MikeLinacre: Gina ... thank you for your question. It will take some thought to answer. Please make suggestions, anyone!

biancarosa: Yes, definitely not a straightforward situation. So far I have only toyed with approaches because I'm not convinced of the right path. But I did try equating the four passages from the first time point (for the one school that gave all four) using 3 'items' per passage. I tried one cut score, two, three, and up to four. The cut scores line up as I would expect them (being more accurate is harder than being less accurate, etc.) and seem to relate across passages in a sensible way (expository passages are harder than narrative ones, more obscure topics are harder than less obscure ones). So I am pretty optimistic.

I look forward to any thoughts anyone has on any of the issues I raised.

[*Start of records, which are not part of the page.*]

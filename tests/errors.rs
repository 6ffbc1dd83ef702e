//! Black-box scenario: sending an unknown selector raises `DoesNotUnderstand`
//! naming both the selector and the receiver's prototype chain.

use mylang::diagnostics::RuntimeErrorKind;
use mylang::MyLangError;

#[test]
fn unknown_selector_on_a_fresh_clone_does_not_understand() {
    let err = mylang::run_and_capture("x = Object clone\nx foo\n").unwrap_err();
    let MyLangError::Runtime(err) = err else {
        panic!("expected a runtime error, got {err:?}");
    };
    match err.kind {
        RuntimeErrorKind::DoesNotUnderstand { selector, proto_chain } => {
            assert_eq!(selector, "foo");
            assert_eq!(proto_chain, vec!["Object".to_string()]);
        }
        other => panic!("expected DoesNotUnderstand, got {other:?}"),
    }
}

#[test]
fn division_by_zero_is_a_runtime_error() {
    let err = mylang::run_and_capture("1 / 0\n").unwrap_err();
    let MyLangError::Runtime(err) = err else {
        panic!("expected a runtime error, got {err:?}");
    };
    assert!(matches!(err.kind, RuntimeErrorKind::DivisionByZero));
}

#[test]
fn unterminated_string_is_a_lex_error() {
    let err = mylang::run_and_capture("x = \"unterminated\n").unwrap_err();
    assert!(matches!(err, MyLangError::Lex(_)));
}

MikeLinacre: Biancarosa, please pick out your most urgent question and the information directly related to it. Post that as a question, and let us respond to that. Then you can move on to the next question. That will make it much easier for us to answer.

biancarosa: Okay, will do, thanks!

943. item separation

godislove September 28th, 2007, 9:50am: Hi Mike,
I have a question about item separation which I have no idea how to solve it.
We have done 2 studies. In the first study, we had 210 assessments from 75 persons and the person and item separation were 3,79 and 11.59 respectively. In the second study, we had 96 assessments from 96 participants and the person separation was 5.03 and 7.43 respectively. I am happy with the bigger person separation because this means that this second sample included a wider range of person abilities. I don't understand how come the item separation became smaller. CAn you explain this? The 1st study was analysed with Facets and the 2nd study was analysed with Winsteps. Do the softwares make a difference?
Please advise.

MikeLinacre: Thank you for your question. Most of your "Separation" numbers are huge, g., so their actual size doesn't have any practical meaning. It is like measuring our heights to the nearest millimeter. We can do it easily, but all we need to know is "this measuring instrument is precise enough." That is what yours is.
Item separation is determined by:
1. spread of the items
2. size of the person sample
3. targeting of the person sample on the items.
You analyzed with Winsteps and Facets. If the measurement models are the same (2 facets, etc.), Winsteps and Facets produce the same numbers, but if the the measurement models are different (e.g., Winsteps with 2 facets and Facets with 3 faets) then the reported measures will differ, and so will the the separations.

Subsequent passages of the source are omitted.